* _Entries supplied_
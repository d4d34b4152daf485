//! Object values and the thenable capability.
//!
//! Promise interop is structural: any object whose `then` member is callable
//! is a thenable, whatever its concrete type. [`Thenable`] is the narrow view
//! the resolution procedure needs, and [`PlainObject`] is a ready-made
//! implementation for host code and tests.

use crate::{Function, Value};
use std::any::Any;
use std::fmt;
use std::rc::Rc;

/// Structural view of an object as a potential thenable.
///
/// `then_member` is the single member consulted when deciding whether an
/// object is promise-like. Reading it may fail (a throwing getter), in which
/// case the thrown value is returned as `Err`. Objects without a `then`
/// member return `Ok(Value::Undefined)`.
pub trait Thenable: Any {
    /// Reads the object's `then` member.
    fn then_member(self: Rc<Self>) -> Result<Value, Value>;

    /// Upcasts to `Any` so callers can recover the concrete type.
    fn into_any(self: Rc<Self>) -> Rc<dyn Any>;

    /// Tag used when the object is converted to a string.
    fn class_name(&self) -> &'static str {
        "Object"
    }
}

enum ThenSlot {
    Absent,
    Value(Value),
    Getter(Box<dyn Fn() -> Result<Value, Value>>),
}

/// A host object with an optional `then` member.
///
/// # Examples
///
/// ```
/// use core_types::{Function, PlainObject, Value};
///
/// let plain = PlainObject::new().into_value();
/// let thenable = PlainObject::with_then(Function::new(|_| Ok(Value::Undefined))).into_value();
///
/// assert_eq!(plain.to_string(), "[object Object]");
/// assert_ne!(plain, thenable);
/// ```
pub struct PlainObject {
    then: ThenSlot,
}

impl PlainObject {
    /// Creates an object with no `then` member.
    pub fn new() -> Self {
        Self {
            then: ThenSlot::Absent,
        }
    }

    /// Creates an object whose `then` member is the given function.
    pub fn with_then(then: Function) -> Self {
        Self::with_then_value(Value::Function(then))
    }

    /// Creates an object whose `then` member holds an arbitrary value,
    /// callable or not.
    pub fn with_then_value(then: Value) -> Self {
        Self {
            then: ThenSlot::Value(then),
        }
    }

    /// Creates an object whose `then` member is computed on every read.
    ///
    /// The getter may fail, which models a property access that throws.
    pub fn with_then_getter<F>(getter: F) -> Self
    where
        F: Fn() -> Result<Value, Value> + 'static,
    {
        Self {
            then: ThenSlot::Getter(Box::new(getter)),
        }
    }

    /// Wraps the object into a [`Value`].
    pub fn into_value(self) -> Value {
        Value::Object(Rc::new(self))
    }
}

impl Default for PlainObject {
    fn default() -> Self {
        Self::new()
    }
}

impl fmt::Debug for PlainObject {
    fn fmt(&self, f: &mut fmt::Formatter<'_>) -> fmt::Result {
        let then = match &self.then {
            ThenSlot::Absent => "absent",
            ThenSlot::Value(_) => "value",
            ThenSlot::Getter(_) => "getter",
        };
        f.debug_struct("PlainObject").field("then", &then).finish()
    }
}

impl Thenable for PlainObject {
    fn then_member(self: Rc<Self>) -> Result<Value, Value> {
        match &self.then {
            ThenSlot::Absent => Ok(Value::Undefined),
            ThenSlot::Value(value) => Ok(value.clone()),
            ThenSlot::Getter(getter) => getter(),
        }
    }

    fn into_any(self: Rc<Self>) -> Rc<dyn Any> {
        self
    }
}
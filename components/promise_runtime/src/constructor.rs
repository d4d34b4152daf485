//! Promise constructor for the global scope.
//!
//! Mirrors the dynamically typed surface: arguments arrive as [`Value`]s and
//! misuse surfaces as a synchronous [`PromiseError`].

use crate::error::{PromiseError, PromiseResult};
use crate::promise::Promise;
use crate::realm::Realm;
use core_types::Value;

/// The `Promise` global of a realm.
#[derive(Debug, Clone)]
pub struct PromiseConstructor {
    realm: Realm,
}

impl PromiseConstructor {
    /// Binds a constructor to `realm`.
    pub fn new(realm: &Realm) -> Self {
        Self {
            realm: realm.clone(),
        }
    }

    /// `new Promise(executor)`.
    ///
    /// The executor is called synchronously with `resolve` and `reject`. A
    /// throw from it rejects the promise.
    pub fn construct(&self, executor: &Value) -> PromiseResult<Value> {
        let Value::Function(executor) = executor else {
            return Err(PromiseError::ResolverNotCallable(executor.to_string()));
        };
        let executor = executor.clone();
        let promise = Promise::new(&self.realm, move |resolvers| {
            executor
                .call(vec![
                    resolvers.resolve_function().into(),
                    resolvers.reject_function().into(),
                ])
                .map(|_| ())
        });
        Ok(promise.to_value())
    }

    /// `Promise(executor)` without `new`. Always an error.
    pub fn call(&self, _executor: &Value) -> PromiseResult<Value> {
        Err(PromiseError::CalledWithoutNew)
    }

    /// `Promise.resolve(value)`.
    pub fn resolve(&self, value: Value) -> Value {
        Promise::resolve(&self.realm, value).to_value()
    }

    /// `Promise.reject(reason)`.
    pub fn reject(&self, reason: Value) -> Value {
        Promise::reject(&self.realm, reason).to_value()
    }

    /// `Promise.all(items)`. `items` must be an array.
    pub fn all(&self, items: &Value) -> PromiseResult<Value> {
        let items = items.as_array().ok_or(PromiseError::NotAnArray("all"))?;
        Ok(Promise::all(&self.realm, items.to_vec()).to_value())
    }

    /// `Promise.race(items)`. `items` must be an array.
    pub fn race(&self, items: &Value) -> PromiseResult<Value> {
        let items = items.as_array().ok_or(PromiseError::NotAnArray("race"))?;
        Ok(Promise::race(&self.realm, items.to_vec()).to_value())
    }

    /// Returns true if `value` is a promise object.
    pub fn is_promise(value: &Value) -> bool {
        Promise::from_value(value).is_some()
    }
}
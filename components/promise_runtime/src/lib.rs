//! Promise runtime for JavaScript execution.
//!
//! This crate provides a Promises/A+ promise primitive and the machinery it
//! runs on:
//! - Event loop with task, microtask and timer queues on a virtual clock
//! - Promise implementation with the standard resolution procedure
//! - `Promise.all` / `Promise.race` combinators
//! - Unhandled rejection tracking with handled/unhandled events
//!
//! # Overview
//!
//! - [`Runtime`] - A realm wired to its own event loop
//! - [`EventLoop`] - Main event loop coordinating task execution
//! - [`Scheduler`] - Where promise jobs are queued
//! - [`Promise`] - Promise/A+ compliant implementation
//! - [`RejectionTracker`] - Reports rejections nobody handled
//! - [`PromiseConstructor`] - The dynamically typed `Promise` global
//!
//! Everything is single-threaded: promises are `Rc` handles and jobs run on
//! the thread that owns the loop.
//!
//! # Examples
//!
//! ## Event Loop Usage
//!
//! ```
//! use promise_runtime::{EventLoop, Task};
//!
//! let event_loop = EventLoop::new();
//! event_loop.enqueue_task(Task::new(|| Ok(())));
//! event_loop.run_until_done().unwrap();
//! ```
//!
//! ## Promise Usage
//!
//! ```
//! use core_types::Value;
//! use promise_runtime::{Promise, PromiseState, Runtime};
//!
//! let runtime = Runtime::new();
//! let all = Promise::all(
//!     runtime.realm(),
//!     vec![Value::Smi(1), Promise::resolve(runtime.realm(), Value::Smi(2)).to_value()],
//! );
//! runtime.run_until_done().unwrap();
//! assert_eq!(
//!     all.state(),
//!     PromiseState::Fulfilled(Value::array(vec![Value::Smi(1), Value::Smi(2)]))
//! );
//! ```
//!
//! ## Rejection Tracking
//!
//! ```
//! use core_types::Value;
//! use promise_runtime::{Promise, Runtime};
//! use std::cell::Cell;
//! use std::rc::Rc;
//!
//! let runtime = Runtime::new();
//! let reported = Rc::new(Cell::new(0));
//! let r = reported.clone();
//! runtime
//!     .realm()
//!     .rejection_tracker()
//!     .on_unhandled_rejection(move |_, _| r.set(r.get() + 1));
//!
//! let _ = Promise::reject(runtime.realm(), Value::from("nobody listens"));
//! runtime.run_until_done().unwrap();
//! assert_eq!(reported.get(), 1);
//! ```

#![warn(missing_docs)]
#![warn(clippy::all)]
#![deny(unsafe_code)]

mod combinators;
pub mod config;
pub mod constructor;
pub mod error;
pub mod event_loop;
pub mod promise;
pub mod realm;
pub mod rejection_tracker;
mod resolution;
pub mod runtime;
pub mod scheduler;
pub mod task_queue;

// Re-export main types at crate root
pub use config::RuntimeConfig;
pub use constructor::PromiseConstructor;
pub use error::{ConfigError, PromiseError, PromiseResult};
pub use event_loop::EventLoop;
pub use promise::{Deferred, Promise, PromiseId, PromiseReaction, PromiseState, Resolvers};
pub use realm::Realm;
pub use rejection_tracker::{ListenerId, RejectionState, RejectionTracker, TrackerStats};
pub use runtime::Runtime;
pub use scheduler::Scheduler;
pub use task_queue::{MicroTask, MicrotaskQueue, Task, TaskQueue, TimerId, TimerQueue};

* _Exercise prompt_
Write out the lines above from the one containing "pub use event_loop::EventLoop;" through the last, exactly as they are.

* _Solution for this problem_
pub use event_loop::EventLoop;
pub use promise::{Deferred, Promise, PromiseId, PromiseReaction, PromiseState, Resolvers};
pub use realm::Realm;
pub use rejection_tracker::{ListenerId, RejectionState, RejectionTracker, TrackerStats};
pub use runtime::Runtime;
pub use scheduler::Scheduler;
pub use task_queue::{MicroTask, MicrotaskQueue, Task, TaskQueue, TimerId, TimerQueue};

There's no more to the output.